The Lord also thundered in the heavens, and the Most High uttered his voice, hailstones and coals of fire.

And he sent out his arrows and scattered them; he flashed forth lightnings and routed them.

Then the channels of the sea were seen, and the foundations of the world were laid bare at your rebuke, O Lord, at the blast of the breath of your nostrils. (Psalm 18:7-15)

I suppose that means that he could have prevented what happened . . and that’s another question.  For the time being, I’m going to remember that he did rescue me (I’m here!) and that he knows how to be angry.  Lord, teach me how to be angry!  Teach me to share your anger, and to share your even greater love and mercy!

Studying my own ANGER

Next to fear, anger seems to be the biggest emotion produced by trauma.  The problem for some of us is that it’s an emotion that we couldn’t afford to feel THEN.  It got buried, and now it can come out in all sorts of inappropriate ways.

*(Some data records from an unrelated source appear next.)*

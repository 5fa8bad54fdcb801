//! pd-load - Staging pipeline for pitchdata
//!
//! This crate reads raw records from CSV or in-memory sources, stages them
//! into a [`ReferentialStore`](pd_db::ReferentialStore) one record at a time
//! with per-record failure isolation, and exposes the [`Pipeline`] facade
//! used to load, snapshot, clear, save and restore a store.

pub mod error;
pub mod loader;
pub mod pipeline;
pub mod report;
pub mod source;

pub use error::{LoadError, LoadResult};
pub use loader::StagingLoader;
pub use pipeline::{Pipeline, SourceMap};
pub use report::{Issue, IssueKind, LoadReport, LoadSummary};
pub use source::{line_number, CsvSource, MemorySource, RecordSource, SourceRecord};
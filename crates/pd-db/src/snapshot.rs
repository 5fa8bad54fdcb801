//! Store snapshots
//!
//! [`StoreSnapshot`] is the verification view of a store: row counts plus a
//! timestamp. [`PortableSnapshot`] is the backend-independent document
//! holding every row of every relation.

use crate::error::DbResult;
use crate::store::{ReferentialStore, RelationCounts};
use chrono::{DateTime, Utc};
use pd_core::{FormerName, Goalscorer, MatchResult, Relation, Row, Shootout};
use serde::{Deserialize, Serialize};

/// Per-relation row counts at a point in time
#[derive(Debug, Clone, PartialEq, Eq, Serialize, Deserialize)]
#[serde(rename_all = "camelCase")]
pub struct StoreSnapshot {
    pub results_count: usize,
    pub goalscorers_count: usize,
    pub shootouts_count: usize,
    pub former_names_count: usize,
    pub last_updated: DateTime<Utc>,
}

impl StoreSnapshot {
    /// Capture the current counts of `store`
    pub fn capture(store: &ReferentialStore) -> Self {
        Self::from_counts(store.counts())
    }

    pub fn from_counts(counts: RelationCounts) -> Self {
        Self {
            results_count: counts.results,
            goalscorers_count: counts.goalscorers,
            shootouts_count: counts.shootouts,
            former_names_count: counts.former_names,
            last_updated: Utc::now(),
        }
    }

    pub fn counts(&self) -> RelationCounts {
        RelationCounts {
            results: self.results_count,
            goalscorers: self.goalscorers_count,
            shootouts: self.shootouts_count,
            former_names: self.former_names_count,
        }
    }
}

/// Full contents of a store, one row sequence per relation
#[derive(Debug, Clone, Default, PartialEq, Serialize, Deserialize)]
#[serde(rename_all = "camelCase", deny_unknown_fields)]
pub struct PortableSnapshot {
    pub results: Vec<MatchResult>,
    pub goalscorers: Vec<Goalscorer>,
    pub shootouts: Vec<Shootout>,
    pub former_names: Vec<FormerName>,
}

impl PortableSnapshot {
    /// Copy every row out of `store`
    pub fn export(store: &ReferentialStore) -> Self {
        Self::from_rows(
            Relation::ALL
                .iter()
                .flat_map(|&relation| store.rows(relation).iter().cloned()),
        )
    }

    /// Group rows of any relation into a document, keeping their order
    pub fn from_rows<I>(rows: I) -> Self
    where
        I: IntoIterator<Item = Row>,
    {
        let mut doc = Self::default();
        for row in rows {
            doc.push(row);
        }
        doc
    }

    fn push(&mut self, row: Row) {
        match row {
            Row::Result(r) => self.results.push(r),
            Row::Goalscorer(g) => self.goalscorers.push(g),
            Row::Shootout(s) => self.shootouts.push(s),
            Row::FormerName(n) => self.former_names.push(n),
        }
    }

    pub fn counts(&self) -> RelationCounts {
        RelationCounts {
            results: self.results.len(),
            goalscorers: self.goalscorers.len(),
            shootouts: self.shootouts.len(),
            former_names: self.former_names.len(),
        }
    }

    /// Upsert every row into `store`, parents first.
    ///
    /// Returns the number of rows applied per relation.
    pub fn import_into(self, store: &mut ReferentialStore) -> DbResult<RelationCounts> {
        Ok(RelationCounts {
            results: store.upsert_all(self.results.into_iter().map(Row::from))?,
            goalscorers: store.upsert_all(self.goalscorers.into_iter().map(Row::from))?,
            shootouts: store.upsert_all(self.shootouts.into_iter().map(Row::from))?,
            former_names: store.upsert_all(self.former_names.into_iter().map(Row::from))?,
        })
    }
}

#[cfg(test)]
#[path = "snapshot_test.rs"]
mod tests;
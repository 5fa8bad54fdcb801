//! Raw source records
//!
//! A [`RawRecord`] is one row of a source table as read from disk: a mapping
//! from header name to the cell's text, with `None` for empty or absent cells.

use serde::Serialize;
use std::collections::BTreeMap;
use std::fmt;

/// One untyped row of a source table
#[derive(Debug, Clone, Default, PartialEq, Eq, Serialize)]
#[serde(transparent)]
pub struct RawRecord {
    fields: BTreeMap<String, Option<String>>,
}

impl RawRecord {
    pub fn new() -> Self {
        Self::default()
    }

    /// Build a record from `(name, value)` pairs; empty strings are kept as-is
    pub fn from_pairs<I, K, V>(pairs: I) -> Self
    where
        I: IntoIterator<Item = (K, V)>,
        K: Into<String>,
        V: Into<String>,
    {
        let fields = pairs
            .into_iter()
            .map(|(k, v)| (k.into(), Some(v.into())))
            .collect();
        Self { fields }
    }

    /// Set a field; `None` records an explicitly null cell
    pub fn set(&mut self, name: impl Into<String>, value: Option<String>) {
        self.fields.insert(name.into(), value);
    }

    /// Raw cell text, `None` when the field is absent or null
    pub fn get(&self, name: &str) -> Option<&str> {
        self.fields.get(name).and_then(|v| v.as_deref())
    }

    /// Cell text trimmed, `None` when absent, null, or blank
    pub fn non_blank(&self, name: &str) -> Option<&str> {
        self.get(name).map(str::trim).filter(|v| !v.is_empty())
    }

    /// Whether the field is absent, null, or blank after trimming
    pub fn is_missing(&self, name: &str) -> bool {
        self.non_blank(name).is_none()
    }

    /// Cell text or an empty string
    pub fn text(&self, name: &str) -> String {
        self.get(name).unwrap_or_default().to_string()
    }

    /// Whether the cell holds the literal `TRUE`
    pub fn flag(&self, name: &str) -> bool {
        self.get(name) == Some("TRUE")
    }

    pub fn len(&self) -> usize {
        self.fields.len()
    }

    pub fn is_empty(&self) -> bool {
        self.fields.is_empty()
    }
}

impl fmt::Display for RawRecord {
    fn fmt(&self, f: &mut fmt::Formatter<'_>) -> fmt::Result {
        match serde_json::to_string(self) {
            Ok(json) => f.write_str(&json),
            Err(_) => write!(f, "{:?}", self.fields),
        }
    }
}

#[cfg(test)]
#[path = "record_test.rs"]
mod tests;
//! Staging loader
//!
//! Runs the records of one relation through validate, transform and insert
//! strictly in source order. A rejected record becomes an [`Issue`] and the
//! load moves on to the next record.

use crate::report::{Issue, IssueKind, LoadReport};
use crate::source::SourceRecord;
use pd_core::{missing_fields, RecordTransformer, Relation, Skip, Transformed};
use pd_db::{ReferentialStore, StoreError};

/// Loads raw records of one relation into a store
pub struct StagingLoader<'a> {
    store: &'a mut ReferentialStore,
}

impl<'a> StagingLoader<'a> {
    pub fn new(store: &'a mut ReferentialStore) -> Self {
        Self { store }
    }

    /// Load `records` through `transformer`, returning the report
    pub fn load(
        &mut self,
        transformer: &dyn RecordTransformer,
        source: &str,
        records: &[SourceRecord],
    ) -> LoadReport {
        let relation = transformer.relation();
        let mut report = LoadReport::new(relation, source);

        for record in records {
            match self.load_record(transformer, record) {
                Ok(true) => report.inserted += 1,
                Ok(false) => report.skipped += 1,
                Err(issue) => {
                    if issue.kind.is_warning() {
                        log::warn!("{} {}", issue, issue.record);
                    } else {
                        log::error!("{} {}", issue, issue.record);
                    }
                    report.issues.push(issue);
                }
            }
        }

        log::info!(
            "Loaded {} {} rows from {} ({} skipped, {} errors, {} warnings)",
            report.inserted,
            relation,
            source,
            report.skipped,
            report.errors().count(),
            report.warnings().count()
        );
        report
    }

    /// Returns whether the record was inserted, or the issue rejecting it
    fn load_record(
        &mut self,
        transformer: &dyn RecordTransformer,
        source_record: &SourceRecord,
    ) -> Result<bool, Issue> {
        let relation = transformer.relation();
        let SourceRecord {
            line,
            record,
            extra_cells,
        } = source_record;
        let line = *line;
        let issue = |kind: IssueKind, fields: Vec<String>, detail: String| Issue {
            kind,
            relation,
            line,
            fields,
            detail,
            record: record.clone(),
        };

        if !extra_cells.is_empty() {
            let detail = format!(
                "row has {} cells beyond the header: {:?}",
                extra_cells.len(),
                extra_cells
            );
            return Err(issue(IssueKind::InvalidValue, Vec::new(), detail));
        }

        let missing = missing_fields(record, transformer.required_fields());
        if !missing.is_empty() {
            let detail = format!("missing required fields: {}", missing.join(", "));
            return Err(issue(IssueKind::MissingFields, missing, detail));
        }

        let row = match transformer.transform(record, line) {
            Ok(Transformed::Row(row)) => row,
            Ok(Transformed::Skip(Skip::BlankName)) => {
                log::debug!("Skipping {} line {}: blank name", relation, line);
                return Ok(false);
            }
            Ok(Transformed::Skip(Skip::InvalidScore {
                home_score,
                away_score,
            })) => {
                return Err(issue(
                    IssueKind::InvalidValue,
                    vec!["home_score".to_string(), "away_score".to_string()],
                    format!(
                        "invalid score: home_score={:?}, away_score={:?}",
                        home_score, away_score
                    ),
                ));
            }
            Err(e) => {
                let fields = vec![e.field.clone()];
                return Err(issue(IssueKind::InvalidValue, fields, e.to_string()));
            }
        };

        match self.store.insert(row) {
            Ok(()) => Ok(true),
            Err(e @ StoreError::DuplicateKey { .. }) => {
                let fields = key_fields(transformer);
                Err(issue(IssueKind::DuplicateRecord, fields, e.to_string()))
            }
            Err(e @ StoreError::ForeignKeyViolation { .. }) => Err(issue(
                IssueKind::ReferentialError,
                match_key_fields(),
                e.to_string(),
            )),
        }
    }
}

/// Source columns forming the primary key of the transformer's relation
fn key_fields(transformer: &dyn RecordTransformer) -> Vec<String> {
    match transformer.relation() {
        Relation::FormerName => vec!["current".to_string(), "former".to_string()],
        _ => match_key_fields(),
    }
}

fn match_key_fields() -> Vec<String> {
    ["date", "home_team", "away_team"]
        .iter()
        .map(|f| f.to_string())
        .collect()
}

#[cfg(test)]
#[path = "loader_test.rs"]
mod tests;
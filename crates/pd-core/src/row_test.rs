use super::*;

fn scotland_england() -> MatchResult {
    MatchResult {
        date: "1872-03-30".to_string(),
        home_team: "Scotland".to_string(),
        away_team: "England".to_string(),
        home_goals: 0,
        away_goals: 0,
        tournament: "Friendly".to_string(),
        city: "Glasgow".to_string(),
        country: "Scotland".to_string(),
        neutral: false,
    }
}

fn rhind(minute: Option<i64>) -> Goalscorer {
    Goalscorer {
        date: "1872-03-30".to_string(),
        home_team: "Scotland".to_string(),
        away_team: "England".to_string(),
        scorer: "A. Rhind".to_string(),
        minute,
        own_goal: false,
        penalty: false,
    }
}

#[test]
fn test_result_keys() {
    let row = Row::from(scotland_england());
    assert_eq!(row.relation(), Relation::Result);
    assert_eq!(
        row.primary_key(),
        Some(RowKey::Match(MatchKey::new("1872-03-30", "Scotland", "England")))
    );
    assert_eq!(row.parent_key(), None);
}

#[test]
fn test_goalscorer_has_parent_but_no_primary_key() {
    let row = Row::from(rhind(Some(23)));
    assert_eq!(row.primary_key(), None);
    assert_eq!(
        row.parent_key(),
        Some(MatchKey::new("1872-03-30", "Scotland", "England"))
    );
    assert_eq!(row.index_key(), RowKey::Goal(rhind(Some(23))));
}

#[test]
fn test_goalscorer_index_key_distinguishes_minute() {
    let a = Row::from(rhind(Some(23)));
    let b = Row::from(rhind(None));
    assert_ne!(a.index_key(), b.index_key());
}

#[test]
fn test_shootout_shares_match_key() {
    let shootout = Shootout {
        date: "2012-06-27".to_string(),
        home_team: "Portugal".to_string(),
        away_team: "Spain".to_string(),
        winner: "Spain".to_string(),
    };
    let row = Row::from(shootout);
    assert_eq!(row.primary_key(), row.parent_key().map(RowKey::Match));
}

#[test]
fn test_former_name_key() {
    let name = FormerName {
        current_name: "Myanmar".to_string(),
        former_name: "Burma".to_string(),
        start_date: "1948-01-04".to_string(),
        end_date: "1989-06-18".to_string(),
    };
    let key = Row::from(name).index_key();
    assert_eq!(key.to_string(), "(Myanmar, Burma)");
}

#[test]
fn test_rows_serialize_camel_case() {
    let json = serde_json::to_value(rhind(None)).unwrap();
    assert_eq!(json["homeTeam"], "Scotland");
    assert_eq!(json["ownGoal"], false);
    assert!(json["minute"].is_null());
}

And, of course, buried anger doesn’t just lie down and die.  It can get turned in to wrong direction – most commonly towards oneself, so that you are beating yourself and blaming yourself for everything.  It can get turned towards God – much safer, if it can get expressed and we can hear that He, too, is angry at what happened and that He can knows what to do with anger.  It can be denied (I AM NOT ANGRY!!!!!!!!!!!!) and that is very tiring – squashing anger takes a lot of energy.

And all this is, I think, because anger is frightening.  My own anger is more frightening even than other peoples’ anger, and it feels as if it might be uncontrollable.

So, how should I begin to deal with some of the anger that is still in me from the time of my parents’ death?  The therapist said, ‘Just take an interest it in.’  That doesn’t sound too frightening.  I think I can do that.  In addition to all my other academic tasks this week, I shall study my own anger.